> [Exercise prompt]
Look below for the line with "found.into_iter().map(|r| (r.id.clone(), r)).collect();". Extract that line and each one after it through the last, word for word.

[Dataset extract]

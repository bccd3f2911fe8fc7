//! In-memory backends for tests
//!
//! Each engine implements a native client seam with the server's own
//! semantics, so adapters run unchanged against them. All of them share
//! state across clones and follow a [`FaultPlan`].

mod chroma;
mod faults;
mod qdrant;

pub use chroma::MemoryChroma;
pub use faults::{FaultPlan, Op};
pub use qdrant::MemoryQdrant;
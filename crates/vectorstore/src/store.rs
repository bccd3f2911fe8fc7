//! The vector store contract
//!
//! [`VectorStore`] is the blocking form, [`AsyncVectorStore`] the
//! non-blocking one. Every adapter implements one of them with identical
//! observable semantics:
//!
//! - **upsert**: insert-or-replace by id, full overwrite. All records share
//!   one dimensionality equal to the collection's; a mismatch is rejected
//!   before anything is written. Writes are split into sub-batches; if one
//!   fails after others succeeded the error is `PartialUpsert`.
//! - **search**: results ordered by score descending, ties by ascending id.
//!   A missing collection yields no results.
//! - **delete**: idempotent; missing ids or collections are not errors.
//! - **get**: positional; `None` for ids that do not exist.
//! - **count**: 0 for a missing collection.

use crate::error::VectorResult;
use async_trait::async_trait;
use dataclients_core::{
    validate_vector, Query, SearchRequest, SearchResult, ValidationError, VectorRecord,
};
use dataclients_embed::{AsyncEmbedder, Embedder};
use std::collections::HashMap;

/// Blocking vector store
pub trait VectorStore: Send + Sync {
    /// Backend name for logs and errors
    fn backend(&self) -> &'static str;

    /// Insert or replace records
    fn upsert(&self, collection: &str, records: &[VectorRecord]) -> VectorResult<()>;

    /// Similarity search
    fn search(&self, collection: &str, request: &SearchRequest) -> VectorResult<Vec<SearchResult>>;

    /// Delete records by id
    fn delete(&self, collection: &str, ids: &[String]) -> VectorResult<()>;

    /// Fetch records by id, positionally
    fn get(&self, collection: &str, ids: &[String]) -> VectorResult<Vec<Option<VectorRecord>>>;

    /// Number of records in a collection
    fn count(&self, collection: &str) -> VectorResult<usize>;

    /// Release the session; later calls fail with a backend fault
    fn close(&self) -> VectorResult<()>;
}

/// Non-blocking vector store
#[async_trait]
pub trait AsyncVectorStore: Send + Sync {
    /// Backend name for logs and errors
    fn backend(&self) -> &'static str;

    /// Insert or replace records
    async fn upsert(&self, collection: &str, records: &[VectorRecord]) -> VectorResult<()>;

    /// Similarity search
    async fn search(
        &self,
        collection: &str,
        request: &SearchRequest,
    ) -> VectorResult<Vec<SearchResult>>;

    /// Delete records by id
    async fn delete(&self, collection: &str, ids: &[String]) -> VectorResult<()>;

    /// Fetch records by id, positionally
    async fn get(
        &self,
        collection: &str,
        ids: &[String],
    ) -> VectorResult<Vec<Option<VectorRecord>>>;

    /// Number of records in a collection
    async fn count(&self, collection: &str) -> VectorResult<usize>;

    /// Release the client; later calls fail with a backend fault
    async fn close(&self) -> VectorResult<()>;
}

/// Query vector for a request, embedding text queries
pub(crate) fn query_vector(
    query: &Query,
    embedder: Option<&dyn Embedder>,
) -> VectorResult<Vec<f32>> {
    let vector = match query {
        Query::Vector(v) => v.clone(),
        Query::Text(text) => embedder
            .ok_or(ValidationError::MissingEmbedder)?
            .embed_query(text)?,
    };
    validate_vector("query", &vector)?;
    Ok(vector)
}

/// Query vector for a request, embedding text queries without blocking
pub(crate) async fn query_vector_async(
    query: &Query,
    embedder: Option<&dyn AsyncEmbedder>,
) -> VectorResult<Vec<f32>> {
    let vector = match query {
        Query::Vector(v) => v.clone(),
        Query::Text(text) => {
            embedder
                .ok_or(ValidationError::MissingEmbedder)?
                .embed_query(text)
                .await?
        }
    };
    validate_vector("query", &vector)?;
    Ok(vector)
}

/// Reject vectors whose length differs from the collection's
pub(crate) fn check_dimension(expected: usize, got: usize) -> VectorResult<()> {
    if expected != got {
        return Err(ValidationError::DimensionMismatch { expected, got }.into());
    }
    Ok(())
}

/// Arrange fetched records in the order of the requested ids
pub(crate) fn positional(ids: &[String], found: Vec<VectorRecord>) -> Vec<Option<VectorRecord>> {
    let by_id: HashMap<String, VectorRecord> =
        found.into_iter().map(|r| (r.id.clone(), r)).collect();
    ids.iter().map(|id| by_id.get(id).cloned()).collect()
}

[/Dataset extract]

> [The completed task]
        found.into_iter().map(|r| (r.id.clone(), r)).collect();
    ids.iter().map(|id| by_id.get(id).cloned()).collect()
}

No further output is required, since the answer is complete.